■ WORK INSTRUCTION ■
Set down exactly the lines in the records below that run from the line with "the loopback engine." to the line with "use crate::session::ProgressEvent;", inclusive, and nothing more.

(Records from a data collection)
# # # # #

impl FieldData {
    /// Empty field with an empty scoping at the definition's location.
    pub fn new(value_kind: FieldValueKind, definition: FieldDefinitionData) -> Self {
        let scoping = shared(EngineObject::Scoping(ScopingData::new(
            definition.location.as_str(),
            Vec::new(),
        )));
        Self {
            data: Payload::empty(array_kind(&value_kind)),
            value_kind,
            definition,
            scoping,
            data_pointer: None,
            support: None,
        }
    }

    /// Fixed-width field over `ids` holding `data`.
    pub fn with_values(value_kind: FieldValueKind, definition: FieldDefinitionData, ids: Vec<i32>, data: Payload) -> Self {
        let mut f = Self::new(value_kind, definition);
        f.scoping = shared(EngineObject::Scoping(ScopingData::new(f.definition.location.as_str(), ids)));
        f.data = data;
        f
    }

    /// Same definition, scoping and support, new values.
    pub fn derive(&self, data: Payload) -> Self {
        Self {
            data,
            ..self.clone()
        }
    }

    pub fn n_components(&self) -> usize {
        self.definition.n_components()
    }

    /// Stored values, in units of the value kind.
    pub fn data_size(&self) -> usize {
        match (&self.data, &self.value_kind) {
            (Payload::Bytes(b), FieldValueKind::Custom { unitary_size, .. }) if *unitary_size > 0 => {
                b.len() / *unitary_size as usize
            }
            (p, _) => p.len(),
        }
    }

    pub fn doubles(&self) -> Option<&[f64]> {
        match &self.data {
            Payload::Double(v) => Some(v),
            _ => None,
        }
    }

    pub fn ints(&self) -> Option<&[i32]> {
        match &self.data {
            Payload::Int(v) => Some(v),
            _ => None,
        }
    }

    /// Scoping ids. Locks the scoping.
    pub fn ids(&self) -> Vec<i32> {
        match &*self.scoping.lock() {
            EngineObject::Scoping(s) => s.ids.clone(),
            _ => Vec::new(),
        }
    }

    pub fn info(&self, size: usize) -> FieldInfo {
        FieldInfo {
            value_kind: self.value_kind.clone(),
            n_components: self.n_components(),
            data_size: self.data_size(),
            size,
            has_data_pointer: self.data_pointer.is_some(),
        }
    }

    /// Values held by entity `index` of a field whose scoping has `size` ids.
    pub fn entity_range(&self, index: usize, size: usize) -> EngineResult<Range<usize>> {
        if index >= size {
            return Err(EngineFailure::out_of_range(format!(
                "entity index {index} outside 0..{size}"
            )));
        }
        let total = self.data_size();
        let range = match &self.data_pointer {
            Some(dp) => {
                let start = dp.get(index).copied().ok_or_else(|| {
                    EngineFailure::invariant(format!("data pointer has {} offsets for {size} entities", dp.len()))
                })?;
                let end = dp.get(index + 1).copied().map_or(total, |e| e.max(0) as usize);
                start.max(0) as usize..end
            }
            None => {
                let nc = self.n_components();
                if total != size * nc {
                    return Err(EngineFailure::invariant(format!(
                        "{total} values for {size} entities of {nc} components and no data pointer"
                    )));
                }
                index * nc..(index + 1) * nc
            }
        };
        if range.start > range.end || range.end > total {
            return Err(EngineFailure::invariant(format!(
                "entity {index} covers {range:?} of {total} values"
            )));
        }
        Ok(range)
    }

    pub fn slice(&self, range: Range<usize>) -> Payload {
        match &self.data {
            Payload::Int(v) => Payload::Int(v[range].to_vec()),
            Payload::Double(v) => Payload::Double(v[range].to_vec()),
            Payload::Strings(v) => Payload::Strings(v[range].to_vec()),
            Payload::Bytes(v) => {
                let unit = self.value_kind.unitary_size().max(1);
                Payload::Bytes(v[range.start * unit..range.end * unit].to_vec())
            }
        }
    }

    /// Check that `data` may be stored in this field.
    pub fn check_payload(&self, data: &Payload, fixed_width: bool) -> EngineResult<()> {
        let expected = array_kind(&self.value_kind);
        if data.kind() != expected {
            return Err(EngineFailure::type_mismatch(format!(
                "{} field cannot store {:?} values",
                self.value_kind.type_name(),
                data.kind()
            )));
        }
        let units = match (&self.value_kind, data) {
            (FieldValueKind::Custom { unitary_size, .. }, Payload::Bytes(b)) => {
                let unit = *unitary_size as usize;
                if unit == 0 || b.len() % unit != 0 {
                    return Err(EngineFailure::invalid(format!(
                        "{} bytes is not a whole number of {unit}-byte values",
                        b.len()
                    )));
                }
                b.len() / unit
            }
            (_, p) => p.len(),
        };
        let nc = self.n_components();
        if fixed_width && nc > 0 && units % nc != 0 {
            return Err(EngineFailure::invalid(format!(
                "{units} values is not a multiple of {nc} components"
            )));
        }
        Ok(())
    }

    pub fn append(&mut self, data: Payload) {
        match (&mut self.data, data) {
            (Payload::Int(a), Payload::Int(b)) => a.extend(b),
            (Payload::Double(a), Payload::Double(b)) => a.extend(b),
            (Payload::Strings(a), Payload::Strings(b)) => a.extend(b),
            (Payload::Bytes(a), Payload::Bytes(b)) => a.extend(b),
            _ => {}
        }
    }

    /// Grow or shrink to `n` units, padding with zeros or empty strings.
    pub fn resize_data(&mut self, n: usize) {
        let unit = self.value_kind.unitary_size().max(1);
        match &mut self.data {
            Payload::Int(v) => v.resize(n, 0),
            Payload::Double(v) => v.resize(n, 0.0),
            Payload::Strings(v) => v.resize(n, String::new()),
            Payload::Bytes(v) => v.resize(n * unit, 0),
        }
    }
}

#[derive(Debug, Clone, Default)]
pub struct CollectionData {
    pub entry: Option<EntryKind>,
    /// Declared labels with their optional default value.
    pub labels: Vec<(String, Option<i32>)>,
    pub entries: Vec<(LabelSpace, EngineValue)>,
    pub supports: BTreeMap<String, Shared>,
}

impl CollectionData {
    pub fn new(entry: EntryKind) -> Self {
        Self {
            entry: Some(entry),
            ..Self::default()
        }
    }

    pub fn entry_kind(&self) -> EntryKind {
        self.entry.unwrap_or(EntryKind::Any)
    }

    pub fn has_label(&self, label: &str) -> bool {
        self.labels.iter().any(|(l, _)| l == label)
    }

    /// Complete `partial` with defaults; every key must be declared and
    /// every declared label bound.
    pub fn full_label_space(&self, partial: &LabelSpace) -> EngineResult<LabelSpace> {
        if let Some(unknown) = partial.labels().find(|l| !self.has_label(l)) {
            return Err(EngineFailure::invalid(format!("label `{unknown}` is not declared")));
        }
        let mut full = partial.clone();
        for (label, default) in &self.labels {
            if full.contains(label) {
                continue;
            }
            match default {
                Some(d) => {
                    full.insert(label.clone(), *d);
                }
                None => {
                    return Err(EngineFailure::invalid(format!(
                        "label `{label}` is unbound and has no default"
                    )));
                }
            }
        }
        Ok(full)
    }

    /// Indices of the entries matching `query`; every query key must be declared.
    pub fn matching(&self, query: &LabelSpace) -> EngineResult<Vec<usize>> {
        if let Some(unknown) = query.labels().find(|l| !self.has_label(l)) {
            return Err(EngineFailure::invalid(format!("label `{unknown}` is not declared")));
        }
        Ok(self
            .entries
            .iter()
            .enumerate()
            .filter(|(_, (ls, _))| ls.matches(query))
            .map(|(i, _)| i)
            .collect())
    }
}
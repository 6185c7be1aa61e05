//! File transfer between the client file system and the engine's.
//!
//! Files move as chunked byte streams. Server paths use `/` separators
//! whatever the client platform.

use crate::codec::Payload;
use crate::dpf_error::DpfError;
use crate::server::{self, Server};
use crate::transport::call::{Call, FileCall};
use crate::transport::TransferOptions;
use log::debug;
use std::fs;
use std::path::{Path, PathBuf};

/// Upload `local` to `server_path`, relative to the engine temporary
/// directory when `use_tmp_dir` is set. Returns the engine-side path.
pub fn upload_file(local: &Path, server_path: &str, use_tmp_dir: bool, server: Option<&Server>) -> Result<String, DpfError> {
    upload_file_with(local, server_path, use_tmp_dir, server, &mut TransferOptions::new())
}

pub fn upload_file_with(
    local: &Path,
    server_path: &str,
    use_tmp_dir: bool,
    server: Option<&Server>,
    opts: &mut TransferOptions<'_>,
) -> Result<String, DpfError> {
    let server = server::resolve(server)?;
    let bytes = fs::read(local)?;
    debug!("upload {} ({} bytes) to {server_path}", local.display(), bytes.len());
    server
        .upload(
            Call::File(FileCall::Upload {
                server_path: server_path.to_string(),
                use_tmp_dir,
            }),
            &Payload::Bytes(bytes),
            opts,
        )?
        .into_text()
}

/// Download `server_path` into `local`, creating parent directories.
pub fn download_file(server_path: &str, local: &Path, server: Option<&Server>) -> Result<(), DpfError> {
    download_file_with(server_path, local, server, &mut TransferOptions::new())
}

pub fn download_file_with(
    server_path: &str,
    local: &Path,
    server: Option<&Server>,
    opts: &mut TransferOptions<'_>,
) -> Result<(), DpfError> {
    let server = server::resolve(server)?;
    let bytes = server
        .download(
            Call::File(FileCall::Download {
                server_path: server_path.to_string(),
            }),
            opts,
        )?
        .into_bytes()?;
    if let Some(parent) = local.parent() {
        fs::create_dir_all(parent)?;
    }
    debug!("download {server_path} ({} bytes) to {}", bytes.len(), local.display());
    fs::write(local, bytes)?;
    Ok(())
}

/// Upload every file below `local_dir` under `server_dir`, keeping the
/// relative layout. Returns the engine-side paths.
pub fn upload_dir(local_dir: &Path, server_dir: &str, use_tmp_dir: bool, server: Option<&Server>) -> Result<Vec<String>, DpfError> {
    let server = server::resolve(server)?;
    let mut out = Vec::new();
    for rel in walk(local_dir)? {
        let remote = join_server_path(server_dir, &rel);
        out.push(upload_file(&local_dir.join(&rel), &remote, use_tmp_dir, Some(&server))?);
    }
    Ok(out)
}

/// Download the tree below `server_dir` into `local_dir`.
pub fn download_dir(server_dir: &str, local_dir: &Path, server: Option<&Server>) -> Result<Vec<PathBuf>, DpfError> {
    let server = server::resolve(server)?;
    let files = list_server_dir(server_dir, Some(&server))?;
    let mut out = Vec::with_capacity(files.len());
    for rel in files {
        let local = rel.split('/').fold(local_dir.to_path_buf(), |p, part| p.join(part));
        download_file(&join_server_path(server_dir, &rel), &local, Some(&server))?;
        out.push(local);
    }
    Ok(out)
}

/// Files below `server_dir`, relative to it.
pub fn list_server_dir(server_dir: &str, server: Option<&Server>) -> Result<Vec<String>, DpfError> {
    let server = server::resolve(server)?;
    server
        .call(Call::File(FileCall::List {
            server_path: server_dir.to_string(),
        }))?
        .into_strings()
}

pub fn server_tmp_dir(server: Option<&Server>) -> Result<String, DpfError> {
    let server = server::resolve(server)?;
    server.call(Call::File(FileCall::TmpDir))?.into_text()
}

fn join_server_path(dir: &str, rel: &str) -> String {
    if dir.is_empty() {
        rel.to_string()
    } else {
        format!("{}/{rel}", dir.trim_end_matches('/'))
    }
}

/// Relative `/`-separated paths of the files below `root`, sorted.
fn walk(root: &Path) -> Result<Vec<String>, DpfError> {
    let mut out = Vec::new();
    let mut stack = vec![PathBuf::new()];
    while let Some(rel) = stack.pop() {
        for entry in fs::read_dir(root.join(&rel))? {
            let entry = entry?;
            let rel = rel.join(entry.file_name());
            if entry.file_type()?.is_dir() {
                stack.push(rel);
            } else {
                let parts: Vec<String> = rel.components().map(|c| c.as_os_str().to_string_lossy().into_owned()).collect();
                out.push(parts.join("/"));
            }
        }
    }
    out.sort();
    Ok(out)
}

#[cfg(test)]
mod tests {
    use super::*;

    #[test]
    fn server_paths_join_with_slash() {
        assert_eq!(join_server_path("a/b/", "c.txt"), "a/b/c.txt");
        assert_eq!(join_server_path("", "c.txt"), "c.txt");
    }
}
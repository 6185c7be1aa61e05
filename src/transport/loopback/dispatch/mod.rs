//! Call routing of the loopback engine.
//!
//! Handlers copy what they need out of an object's lock and release it
//! before registering new handles or locking a second, unrelated object.

mod data;
mod ops;
mod support;

use super::store::{EngineObject, EngineResult, EngineValue, Shared, kind_of, shared, wrong_kind};
use super::EngineCore;
use crate::codec::Payload;
use crate::dpf_error::EngineFailure;
use crate::session::ProgressEvent;
use crate::transport::call::{BaseCall, Call, EntityKind, FileCall, ObjectId, OutputKind, Reply, ServerInfo, Transfer, Value, ValueKind};
use log::{debug, trace};
use std::sync::atomic::Ordering;

/// Lock `$obj`, run `$body` on its `$variant` record or fail with a kind error.
macro_rules! with {
    ($obj:expr, $variant:ident, $what:literal, |$v:ident| $body:expr) => {{
        let obj: $crate::transport::loopback::store::Shared = $obj;
        let mut guard = obj.lock();
        let out = match &mut *guard {
            $crate::transport::loopback::store::EngineObject::$variant($v) => $body,
            other => Err($crate::transport::loopback::store::wrong_kind($what, other.kind())),
        };
        out
    }};
}
pub(crate) use with;

pub(super) fn count(n: usize) -> Reply {
    Reply::Int(n as i64)
}

/// `i` as a position inside `0..len`.
pub(super) fn index(i: i32, len: usize, what: &str) -> EngineResult<usize> {
    usize::try_from(i)
        .ok()
        .filter(|&i| i < len)
        .ok_or_else(|| EngineFailure::out_of_range(format!("{what} index {i} outside 0..{len}")))
}

pub(super) fn size_arg(n: i32) -> EngineResult<usize> {
    usize::try_from(n).map_err(|_| EngineFailure::invalid(format!("negative size {n}")))
}

pub(super) fn require_kind(obj: &Shared, ok: impl Fn(EntityKind) -> bool, what: &str) -> EngineResult<()> {
    let k = kind_of(obj);
    if ok(k) { Ok(()) } else { Err(wrong_kind(what, k)) }
}

fn needs_stream(call: &Call) -> EngineFailure {
    EngineFailure::invalid(format!("{} call needs a data stream", call.service()))
}

fn wrong_stream(call: &Call) -> EngineFailure {
    EngineFailure::invalid(format!("{} call does not take this stream", call.service()))
}

fn describe(obj: &EngineObject) -> String {
    match obj {
        EngineObject::Scoping(s) => format!("Scoping ({}, {} ids)", s.location, s.ids.len()),
        EngineObject::Field(f) => format!(
            "{} ({}, {} components, {} values)",
            f.value_kind.entity(),
            f.definition.location,
            f.n_components(),
            f.data_size()
        ),
        EngineObject::Collection(c) => format!(
            "{} ({} entries, labels {:?})",
            obj.kind(),
            c.entries.len(),
            c.labels.iter().map(|(l, _)| l.as_str()).collect::<Vec<_>>()
        ),
        EngineObject::Mesh(m) => format!("MeshedRegion ({} nodes, {} elements)", m.nodes.len(), m.elements.len()),
        EngineObject::Operator(o) => format!("Operator `{}` ({:?})", o.name, o.status),
        EngineObject::Workflow(w) => format!(
            "Workflow ({} operators, {} inputs, {} outputs)",
            w.operators.len(),
            w.inputs.len(),
            w.outputs.len()
        ),
        other => other.kind().to_string(),
    }
}

impl EngineCore {
    pub(crate) fn server_info(&self) -> ServerInfo {
        ServerInfo {
            version: self.version.clone(),
            address: self.address.clone(),
        }
    }

    pub(super) fn obj(&self, id: ObjectId) -> EngineResult<Shared> {
        self.objects.get(id)
    }

    pub(super) fn register(&self, obj: EngineObject) -> Reply {
        Reply::Object(self.objects.insert(shared(obj)))
    }

    pub(super) fn register_shared(&self, obj: Shared) -> Reply {
        Reply::Object(self.objects.insert(obj))
    }

    /// Reply value for `v`; objects get a fresh handle.
    pub(super) fn to_value(&self, v: EngineValue) -> Value {
        match v {
            EngineValue::Object(o) => Value::Object(self.objects.insert(o)),
            EngineValue::Primitive(p) => Value::Primitive(p),
        }
    }

    /// `v` checked against `kind`; `Object(Any)` boxes anything that is not already an `Any`.
    pub(super) fn typed(&self, v: EngineValue, kind: OutputKind) -> EngineResult<Value> {
        let actual = v.kind();
        if kind == OutputKind::Object(EntityKind::Any) && actual != ValueKind::Object(EntityKind::Any) {
            return Ok(Value::Object(self.objects.insert(shared(EngineObject::Any(v)))));
        }
        if !kind.accepts(actual) {
            return Err(EngineFailure::type_mismatch(format!("value is {actual}, requested {kind:?}")));
        }
        Ok(self.to_value(v))
    }

    /// Answer a plain request.
    pub(crate) fn handle(&self, call: Call) -> EngineResult<Reply> {
        if call.transfer() != Transfer::None {
            return Err(needs_stream(&call));
        }
        if call.creates_object() && self.shutting_down.load(Ordering::SeqCst) {
            return Err(EngineFailure::generic("engine is shutting down"));
        }
        trace!("loopback {}: {call:?}", self.address);
        match call {
            Call::Base(c) => self.base(c),
            Call::Scoping(c) => self.scoping(c),
            Call::Field(c) => self.field(c),
            Call::FieldDefinition(c) => self.field_definition(c),
            Call::Collection(c) => self.collection(c),
            Call::Mesh(c) => self.mesh(c),
            Call::TimeFreq(c) => self.time_freq(c),
            Call::Cyclic(c) => self.cyclic(c),
            Call::GenericSupport(c) => self.generic_support(c),
            Call::ResultInfo(c) => self.result_info(c),
            Call::DataSources(c) => self.data_sources(c),
            Call::Operator(c) => self.operator(c),
            Call::OperatorConfig(c) => self.operator_config(c),
            Call::Specification(c) => self.specification(c),
            Call::Workflow(c) => self.workflow(c),
            Call::Session(c) => self.session(c),
            Call::DataTree(c) => self.data_tree(c),
            Call::GenericDataContainer(c) => self.container(c),
            Call::Any(c) => self.any(c),
            Call::File(c) => self.file(c),
        }
    }

    /// Answer a call paired with an uploaded array.
    pub(crate) fn handle_upload(&self, call: Call, payload: Payload) -> EngineResult<Reply> {
        if call.transfer() != Transfer::Upload {
            return Err(wrong_stream(&call));
        }
        if call.creates_object() && self.shutting_down.load(Ordering::SeqCst) {
            return Err(EngineFailure::generic("engine is shutting down"));
        }
        debug!("loopback upload {} ({} values)", call.service(), payload.len());
        match call {
            Call::Scoping(c) => self.scoping_upload(c, payload),
            Call::Field(c) => self.field_upload(c, payload),
            Call::Collection(c) => self.collection_upload(c, payload),
            Call::Operator(c) => self.operator_upload(c, payload),
            Call::Workflow(c) => self.workflow_upload(c, payload),
            Call::File(FileCall::Upload { server_path, use_tmp_dir }) => {
                let bytes = payload
                    .into_bytes()
                    .map_err(|e| EngineFailure::type_mismatch(e.to_string()))?;
                Ok(Reply::Text(self.store_file(&server_path, use_tmp_dir, bytes)))
            }
            other => Err(wrong_stream(&other)),
        }
    }

    /// Produce the array answering a download call.
    pub(crate) fn handle_download(&self, call: Call) -> EngineResult<Payload> {
        if call.transfer() != Transfer::Download {
            return Err(wrong_stream(&call));
        }
        debug!("loopback download {}", call.service());
        match call {
            Call::Scoping(c) => self.scoping_download(c),
            Call::Field(c) => self.field_download(c),
            Call::Collection(c) => self.collection_download(c),
            Call::Workflow(c) => self.workflow_download(c),
            Call::File(FileCall::Download { server_path }) => {
                let path = normalize(&server_path);
                self.files
                    .lock()
                    .get(&path)
                    .cloned()
                    .map(Payload::Bytes)
                    .ok_or_else(|| EngineFailure::not_found(format!("no file `{path}` on the engine")))
            }
            other => Err(wrong_stream(&other)),
        }
    }

    /// Feed the events of `session` to `on_event` until the session closes
    /// or `on_event` returns `false`.
    pub(crate) fn listen(&self, session: ObjectId, on_event: &mut dyn FnMut(ProgressEvent) -> bool) -> EngineResult<()> {
        let hub = with!(self.obj(session)?, Session, "a session", |h| Ok(h.clone()))?;
        while let Some(ev) = hub.next_event() {
            if !on_event(ev) {
                break;
            }
        }
        Ok(())
    }

    fn base(&self, call: BaseCall) -> EngineResult<Reply> {
        match call {
            BaseCall::ServerInfo => Ok(Reply::ServerInfo(self.server_info())),
            BaseCall::Release { obj } => {
                let o = self.objects.remove(obj)?;
                if self.objects.is_referenced(&o) {
                    return Ok(Reply::Unit);
                }
                if let EngineObject::Session(hub) = &*o.lock() {
                    hub.close();
                }
                Ok(Reply::Unit)
            }
            BaseCall::Duplicate { obj } => {
                let o = self.obj(obj)?;
                Ok(self.register_shared(o))
            }
            BaseCall::LiveObjectCount => Ok(count(self.objects.len())),
            BaseCall::OperatorNames => Ok(Reply::Strings(self.catalog.names())),
            BaseCall::PrepareShutdown => {
                debug!("loopback {} preparing shutdown", self.address);
                self.shutting_down.store(true, Ordering::SeqCst);
                Ok(Reply::Unit)
            }
            BaseCall::Describe { obj } => {
                let o = self.obj(obj)?;
                let text = describe(&o.lock());
                Ok(Reply::Text(text))
            }
        }
    }

    // --- virtual file system ---

    fn store_file(&self, server_path: &str, use_tmp_dir: bool, bytes: Vec<u8>) -> String {
        let path = if use_tmp_dir {
            normalize(&format!("{}/{server_path}", self.tmp_dir))
        } else {
            normalize(server_path)
        };
        debug!("loopback file `{path}` ({} bytes)", bytes.len());
        self.files.lock().insert(path.clone(), bytes);
        path
    }

    fn file(&self, call: FileCall) -> EngineResult<Reply> {
        match call {
            FileCall::List { server_path } => {
                let dir = normalize(&server_path);
                let prefix = if dir.is_empty() { String::new() } else { format!("{dir}/") };
                let files = self.files.lock();
                Ok(Reply::Strings(
                    files
                        .keys()
                        .filter_map(|k| k.strip_prefix(&prefix).map(str::to_string))
                        .collect(),
                ))
            }
            FileCall::TmpDir => Ok(Reply::Text(self.tmp_dir.clone())),
            FileCall::Upload { .. } | FileCall::Download { .. } => Err(needs_stream(&Call::File(call))),
        }
    }
}

/// `/`-separated path without empty or `.` segments, no trailing slash;
/// keeps a leading `/`.
fn normalize(path: &str) -> String {
    let rooted = path.starts_with('/') || path.starts_with('\\');
    let parts: Vec<&str> = path
        .split(['/', '\\'])
        .filter(|p| !p.is_empty() && *p != ".")
        .collect();
    let joined = parts.join("/");
    if rooted { format!("/{joined}") } else { joined }
}

#[cfg(test)]
mod tests {
    use super::*;

    #[test]
    fn paths_are_normalized() {
        assert_eq!(normalize("a//b/./c/"), "a/b/c");
        assert_eq!(normalize("/tmp\\x.rst"), "/tmp/x.rst");
        assert_eq!(normalize(""), "");
    }

    #[test]
    fn index_bounds() {
        assert_eq!(index(2, 3, "entry").unwrap(), 2);
        assert!(index(3, 3, "entry").is_err());
        assert!(index(-1, 3, "entry").is_err());
        assert!(size_arg(-4).is_err());
    }
}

# # # # #

■ ANSWER TO THE EXERCISE ■
//! Call routing of the loopback engine.
//!
//! Handlers copy what they need out of an object's lock and release it
//! before registering new handles or locking a second, unrelated object.

mod data;
mod ops;
mod support;

use super::store::{EngineObject, EngineResult, EngineValue, Shared, kind_of, shared, wrong_kind};
use super::EngineCore;
use crate::codec::Payload;
use crate::dpf_error::EngineFailure;
use crate::session::ProgressEvent;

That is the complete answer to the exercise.